Every line from the start of the records below to the line containing "use rust_decimal_macros::dec;" should be retyped exactly, that line included, and no others.

[Excerpts from a dataset]

━━━━━━━━━━━━━━━━━━━━━━━━━━━━━━

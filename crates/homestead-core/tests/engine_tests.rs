use homestead_core::deposit::growth;
use homestead_core::inflation::projection;
use homestead_core::mortgage::amortization;
use homestead_core::rental::income;
use homestead_core::time_value::round_unit;
use homestead_core::RateSeries;
use rust_decimal::Decimal;
use rust_decimal_macros::dec;

// ===========================================================================
// Amortisation
// ===========================================================================

fn loan_cases() -> Vec<(Decimal, Decimal, u32, Decimal)> {
    vec![
        (dec!(8_000_000), dec!(6), 360, Decimal::ZERO),
        (dec!(8_000_000), dec!(6), 360, dec!(25_000)),
        (dec!(2_500_000), dec!(12.5), 120, Decimal::ZERO),
        (dec!(750_000), dec!(0), 60, Decimal::ZERO),
        (dec!(750_000), dec!(3.1), 84, dec!(1_000)),
        (dec!(123_457), dec!(9.99), 13, Decimal::ZERO),
    ]
}

#[test]
fn test_balances_strictly_decrease_to_zero() {
    for (principal, rate, term, extra) in loan_cases() {
        let sched = amortization::amortization_schedule(principal, rate, term, extra);
        assert!(sched.len() <= term as usize);

        let mut previous = principal;
        for row in &sched {
            assert!(
                row.balance < previous,
                "balance did not decrease at month {} for {principal} @ {rate}%",
                row.month
            );
            previous = row.balance;
        }
        assert_eq!(sched.last().unwrap().balance, Decimal::ZERO);
    }
}

#[test]
fn test_principal_portions_sum_to_loan() {
    for (principal, rate, term, extra) in loan_cases() {
        let sched = amortization::amortization_schedule(principal, rate, term, extra);
        let repaid: Decimal = sched.iter().map(|row| row.principal).sum();
        assert_eq!(repaid, principal);
        assert_eq!(sched.last().unwrap().cumulative_principal, principal);
    }
}

#[test]
fn test_each_row_pays_interest_plus_principal() {
    let sched = amortization::amortization_schedule(dec!(3_000_000), dec!(7.5), 240, dec!(5_000));
    for row in &sched {
        assert_eq!(row.payment, row.principal + row.interest);
    }
}

#[test]
fn test_zero_rate_annuity_is_rounded_straight_line() {
    for (principal, term) in [
        (dec!(1_000_000), 360u32),
        (dec!(999_999), 7),
        (dec!(10), 3),
    ] {
        assert_eq!(
            amortization::annuity_payment(principal, Decimal::ZERO, term),
            round_unit(principal / Decimal::from(term))
        );
    }
}

#[test]
fn test_overpayment_shortens_schedule() {
    let plain = amortization::amortization_schedule(dec!(8_000_000), dec!(6), 360, Decimal::ZERO);
    let faster = amortization::amortization_schedule(dec!(8_000_000), dec!(6), 360, dec!(25_000));
    assert_eq!(plain.len(), 360);
    assert!(faster.len() < plain.len());
    assert!(
        faster.last().unwrap().cumulative_interest < plain.last().unwrap().cumulative_interest
    );
}

// ===========================================================================
// Deposit
// ===========================================================================

#[test]
fn test_deposit_balance_non_decreasing() {
    let cases = vec![
        (RateSeries::Flat(dec!(8)), dec!(47_964)),
        (RateSeries::Flat(dec!(0)), dec!(0)),
        (RateSeries::Yearly(vec![dec!(16), dec!(0), dec!(3.5)]), dec!(10_000)),
    ];
    for (rates, contribution) in cases {
        let sched = growth::deposit_schedule(dec!(2_000_000), contribution, &rates, 60);
        let mut previous = dec!(2_000_000);
        for row in &sched {
            assert!(row.balance >= previous);
            previous = row.balance;
        }
    }
}

#[test]
fn test_deposit_cumulative_sums_reconcile() {
    let sched = growth::deposit_schedule(dec!(500_000), dec!(12_345), &RateSeries::Flat(dec!(7)), 48);
    let last = sched.last().unwrap();
    let contributed: Decimal = sched.iter().map(|row| row.contribution).sum();
    let earned: Decimal = sched.iter().map(|row| row.interest).sum();
    assert_eq!(last.cumulative_contributions, dec!(500_000) + contributed);
    assert_eq!(last.cumulative_interest, earned);
    assert_eq!(last.balance, last.cumulative_contributions + last.cumulative_interest);
}

#[test]
fn test_opportunity_cost_matches_future_value_for_flat_rate() {
    let amount = dec!(1_000_000);
    let fv = growth::future_value(amount, dec!(8), 5);
    let cost = growth::opportunity_cost(amount, &RateSeries::Flat(dec!(8)), 5);
    assert_eq!(cost, fv - amount);
}

// ===========================================================================
// Inflation scenarios
// ===========================================================================

#[test]
fn test_scenario_ordering_flat_rates() {
    for rate in [-8, -5, -1, 0, 2, 5, 9, 15] {
        let s = projection::scenarios(dec!(10_000_000), &RateSeries::Flat(Decimal::from(rate)), 10);
        assert!(s.pessimistic <= s.base, "rate {rate}");
        assert!(s.base <= s.optimistic, "rate {rate}");
    }
}

#[test]
fn test_scenario_ordering_yearly_rates() {
    let rates = RateSeries::Yearly(vec![dec!(12), dec!(-7), dec!(4), dec!(-9.5)]);
    let s = projection::scenarios(dec!(5_000_000), &rates, 8);
    assert!(s.pessimistic <= s.base && s.base <= s.optimistic);
}

#[test]
fn test_floor_makes_clamped_scenarios_coincide() {
    // -10 and -12 both floor to -10
    let s = projection::scenarios(dec!(1_000_000), &RateSeries::Flat(dec!(-10)), 3);
    assert_eq!(s.pessimistic, s.base);
    assert_eq!(s.base, dec!(729_000));

    // At -9 only the pessimistic case hits the floor
    let s = projection::scenarios(dec!(1_000_000), &RateSeries::Flat(dec!(-9)), 1);
    assert_eq!(s.pessimistic, dec!(900_000));
    assert_eq!(s.base, dec!(910_000));
}

// ===========================================================================
// Rental income
// ===========================================================================

#[test]
fn test_rental_zero_before_completion_then_increasing() {
    let p = income::project_rental_income(dec!(50_000), &RateSeries::Flat(dec!(5)), 10, 2029, 2026);
    assert_eq!(p.yearly.len(), 10);
    assert!(p.yearly[..3].iter().all(|y| y.is_zero()));
    for pair in p.yearly[3..].windows(2) {
        assert!(pair[1] > pair[0]);
    }
    assert_eq!(p.total, p.yearly.iter().copied().sum::<Decimal>());
}

#[test]
fn test_rental_with_yearly_rates() {
    let rates = RateSeries::Yearly(vec![dec!(10), dec!(0)]);
    let p = income::project_rental_income(dec!(10_000), &rates, 3, 2026, 2026);
    assert_eq!(p.yearly, vec![dec!(120_000), dec!(132_000), dec!(132_000)]);
    assert_eq!(p.monthly_rent_at_end, dec!(11_000));
}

━━━━━━━━━━━━━━━━━━━━━━━━━━━━━━

Reply to the exercise:
filename crates/homestead-core/tests/engine_tests.rs
use homestead_core::deposit::growth;
use homestead_core::inflation::projection;
use homestead_core::mortgage::amortization;
use homestead_core::rental::income;
use homestead_core::time_value::round_unit;
use homestead_core::RateSeries;
use rust_decimal::Decimal;
use rust_decimal_macros::dec;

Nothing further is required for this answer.